Streetbeat, Vol. XIII
Public transit funding, the new administration, and the sad state of bike parking.
Welcome!
This here is the first newsletter of 2021, a year that is going exactly as expected so far.
I have a few ideas planned for this monthly missive, now that I’ve notched a year’s worth of editions, a decently sized (and growing!) audience, and great reader feedback, which I’m always keen to hear. That may include Q&As with folks doing fascinating work in/on cities, or deep dives into specific issues—stay tuned! In the meantime, I’ll continue to float personal and professional endeavors, and the key topics that they confront. And yes, this will remain a newsletter on urban issues, above all else.
It’s a new year, and a new day. Now, let’s get to it:
C.R.E.A.M.
Like many transit agencies right now, the Metropolitan Transportation Authority (MTA)—which oversees the subway, rail, and buses of New York—is running low on cash. Its capital funds have been decimated by the drop in tax revenue, its operating funds brought to a standstill by still-sputtering usage, both casualties of a year-long pandemic. And who knows when, or even if, ridership will return to pre-pandemic levels. (Permanent changes to work-life patterns, rather than widespread fears of taking public transit ever again, seem more to blame.)
How much is it out? About $8 billion, to be exact. That’s the budget deficit even after the federal government spotted the MTA about $4 billion in early January. Another big infusion seems likely under the new Biden administration with Sen. Chuck Schumer, the first-ever New Yorker to dawn the role of Senate majority leader (and my high school commencement speaker!), placing him at the helm of stimulus talks. But still, that leaves the MTA in quite a hole.
To be clear, this isn’t just a New York problem. Transit agencies across the U.S. are in a similar bind, as is Transport for London (TfL) and a collection of other European transit agencies, which are collectively counting about $45 billion in losses. Bringing public transit back better than ever after COVID—which is integral for equity, the climate crisis, and urban economies—will be one of the biggest challenges facing cities in 2021 and beyond.

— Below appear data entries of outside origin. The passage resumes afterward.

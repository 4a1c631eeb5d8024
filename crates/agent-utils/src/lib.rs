//! Shared utilities for the investor assistant
//!
//! Logging setup and environment loading used by every binary in the
//! workspace.

pub mod config;
pub mod logging;

pub use config::{env_or, env_var, load_dotenv};
pub use logging::init_tracing;
//! Environment configuration helpers

use tracing::debug;

/// Load a `.env` file from the working directory (or a parent) if present
///
/// Variables already set in the process environment win.
pub fn load_dotenv() {
    match dotenvy::dotenv() {
        Ok(path) => debug!(path = %path.display(), "Loaded .env file"),
        Err(e) if e.not_found() => debug!("No .env file found"),
        Err(e) => debug!(error = %e, "Ignoring unreadable .env file"),
    }
}

/// Read an environment variable, treating empty values as unset
pub fn env_var(name: &str) -> Option<String> {
    std::env::var(name)
        .ok()
        .map(|v| v.trim().to_string())
        .filter(|v| !v.is_empty())
}

/// Read an environment variable or fall back to `default`
pub fn env_or(name: &str, default: &str) -> String {
    env_var(name).unwrap_or_else(|| default.to_string())
}

#[cfg(test)]
mod tests {
    use super::*;

    #[test]
    fn test_empty_values_are_unset() {
        unsafe {
            std::env::set_var("AGENT_UTILS_TEST_EMPTY", "   ");
        }
        assert_eq!(env_var("AGENT_UTILS_TEST_EMPTY"), None);
        assert_eq!(env_or("AGENT_UTILS_TEST_EMPTY", "fallback"), "fallback");
        unsafe {
            std::env::remove_var("AGENT_UTILS_TEST_EMPTY");
        }
    }

    #[test]
    fn test_value_is_trimmed() {
        unsafe {
            std::env::set_var("AGENT_UTILS_TEST_SET", " token ");
        }
        assert_eq!(env_var("AGENT_UTILS_TEST_SET").as_deref(), Some("token"));
        unsafe {
            std::env::remove_var("AGENT_UTILS_TEST_SET");
        }
    }
}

But it’ll require money at a time when wallets are thin.
In New York, the good news (sorta) is that these financial woes are nothing new. In the years leading up to COVID, it was clear to anyone who witnessed its infrastructure firsthand that the MTA needed a revamp. (I covered that effort extensively for three years.) And there was a plan: Fast Forward, the brainchild of former subway/bus head Andy Byford, who’s now overseeing TfL. The only issue: nobody expected the state’s capital dollars or fare box to dry up this badly. As a result, the historic $51.5 billion capital plan, which derived from Fast Forward, is on hold—at least for the time being.

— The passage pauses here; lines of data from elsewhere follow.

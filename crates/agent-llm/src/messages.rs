//! Message types for LLM communication
//!
//! A conversation is a list of [`Message`]s. Plain turns carry text; the
//! tool-calling loop uses [`ContentBlock::ToolUse`] on assistant messages and
//! [`ContentBlock::ToolResult`] on the replies fed back to the model.

use serde::{Deserialize, Serialize};

/// Key under which a tool call's unparseable argument string is kept
///
/// Providers store `{"_raw_arguments": "<text>"}` as the input when the model
/// sends arguments that are not valid JSON, so the executor can answer the
/// call with a tool error instead of failing the turn.
pub const RAW_ARGUMENTS_KEY: &str = "_raw_arguments";

/// Input recorded for a tool call whose arguments did not parse
pub fn raw_arguments_input(raw: &str) -> serde_json::Value {
    serde_json::json!({ RAW_ARGUMENTS_KEY: raw })
}

/// The raw argument text when `input` is a [`raw_arguments_input`] marker
pub fn malformed_arguments(input: &serde_json::Value) -> Option<&str> {
    let object = input.as_object()?;
    if object.len() != 1 {
        return None;
    }
    object.get(RAW_ARGUMENTS_KEY)?.as_str()
}

/// Message role in a conversation
#[derive(Debug, Clone, Copy, PartialEq, Eq, Serialize, Deserialize)]
#[serde(rename_all = "lowercase")]
pub enum Role {
    /// User message
    User,
    /// Assistant message
    Assistant,
    /// System message (normally sent via `CompletionRequest::system`)
    System,
}

/// Content block in a message
#[derive(Debug, Clone, PartialEq, Serialize, Deserialize)]
#[serde(tag = "type", rename_all = "snake_case")]
pub enum ContentBlock {
    /// Plain text content
    Text {
        /// Text content
        text: String,
    },

    /// Tool call requested by the assistant
    ToolUse {
        /// Provider-assigned call ID
        id: String,
        /// Tool name
        name: String,
        /// Tool arguments (JSON)
        input: serde_json::Value,
    },

    /// Result of a tool call, sent back to the model
    ToolResult {
        /// ID of the tool call this answers
        tool_use_id: String,
        /// Result content (serialized JSON or text)
        content: String,
        /// Whether the call failed
        #[serde(skip_serializing_if = "Option::is_none")]
        is_error: Option<bool>,
    },
}

/// Message content: either simple text or structured blocks
#[derive(Debug, Clone, PartialEq, Serialize, Deserialize)]
#[serde(untagged)]
pub enum MessageContent {
    /// Simple text content
    Text(String),
    /// Structured content blocks
    Blocks(Vec<ContentBlock>),
}

/// A message in the conversation
#[derive(Debug, Clone, PartialEq, Serialize, Deserialize)]
pub struct Message {
    /// Message role
    pub role: Role,

    /// Message content
    #[serde(skip_serializing_if = "Option::is_none")]
    pub content: Option<MessageContent>,
}

impl Message {
    /// Create a user message with text
    pub fn user(text: impl Into<String>) -> Self {
        Self {
            role: Role::User,
            content: Some(MessageContent::Text(text.into())),
        }
    }

    /// Create an assistant message with text
    pub fn assistant(text: impl Into<String>) -> Self {
        Self {
            role: Role::Assistant,
            content: Some(MessageContent::Text(text.into())),
        }
    }

    /// Create a user message carrying a successful tool result
    pub fn tool_result(tool_use_id: String, result: String) -> Self {
        Self::tool_block(tool_use_id, result, None)
    }

    /// Create a user message carrying a failed tool result
    pub fn tool_error(tool_use_id: String, error: String) -> Self {
        Self::tool_block(tool_use_id, error, Some(true))
    }

    fn tool_block(tool_use_id: String, content: String, is_error: Option<bool>) -> Self {
        Self {
            role: Role::User,
            content: Some(MessageContent::Blocks(vec![ContentBlock::ToolResult {
                tool_use_id,
                content,
                is_error,
            }])),
        }
    }

    /// All text content of the message, concatenated
    ///
    /// Returns `None` when the message carries no text at all.
    pub fn text(&self) -> Option<String> {
        match &self.content {
            Some(MessageContent::Text(s)) => Some(s.clone()),
            Some(MessageContent::Blocks(blocks)) => {
                let texts: Vec<&str> = blocks
                    .iter()
                    .filter_map(|b| match b {
                        ContentBlock::Text { text } => Some(text.as_str()),
                        _ => None,
                    })
                    .collect();
                if texts.is_empty() {
                    None
                } else {
                    Some(texts.concat())
                }
            }
            None => None,
        }
    }

    /// Tool calls requested by an assistant message
    pub fn tool_uses(&self) -> Vec<&ContentBlock> {
        match &self.content {
            Some(MessageContent::Blocks(blocks)) => blocks
                .iter()
                .filter(|b| matches!(b, ContentBlock::ToolUse { .. }))
                .collect(),
            _ => vec![],
        }
    }

    /// Check if this message contains any tool calls
    pub fn has_tool_uses(&self) -> bool {
        !self.tool_uses().is_empty()
    }
}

So funding ideas that were on the table then gain urgency (and, perhaps, new political willingness) in a moment of crisis like now. In January 2019, before Fast Forward was approved, I proposed five ways that the MTA could raise revenue to fix its much maligned system. It seems like a good time to rehash some of those concepts, as many of those proposals hold resonance for cities far and wide:
Road pricing. Following cities like London and Singapore, New York will soon charge cars to enter Manhattan’s central business district at rush hours. (Its implementation was delayed by the Trump administration, but with newly minted USDOT head Pete Buttigieg—as well as former NYCDOT head Polly Trottenberg and a coterie of New York City transit advocates by his side—it appears likely.) This October, London will expand its Ultra-Low Emission Zone (ULEZ), which penalizes old polluting cars, to cover the majority of the capitol city. Both schemes raise money for transit, benefitting the bulk of trips.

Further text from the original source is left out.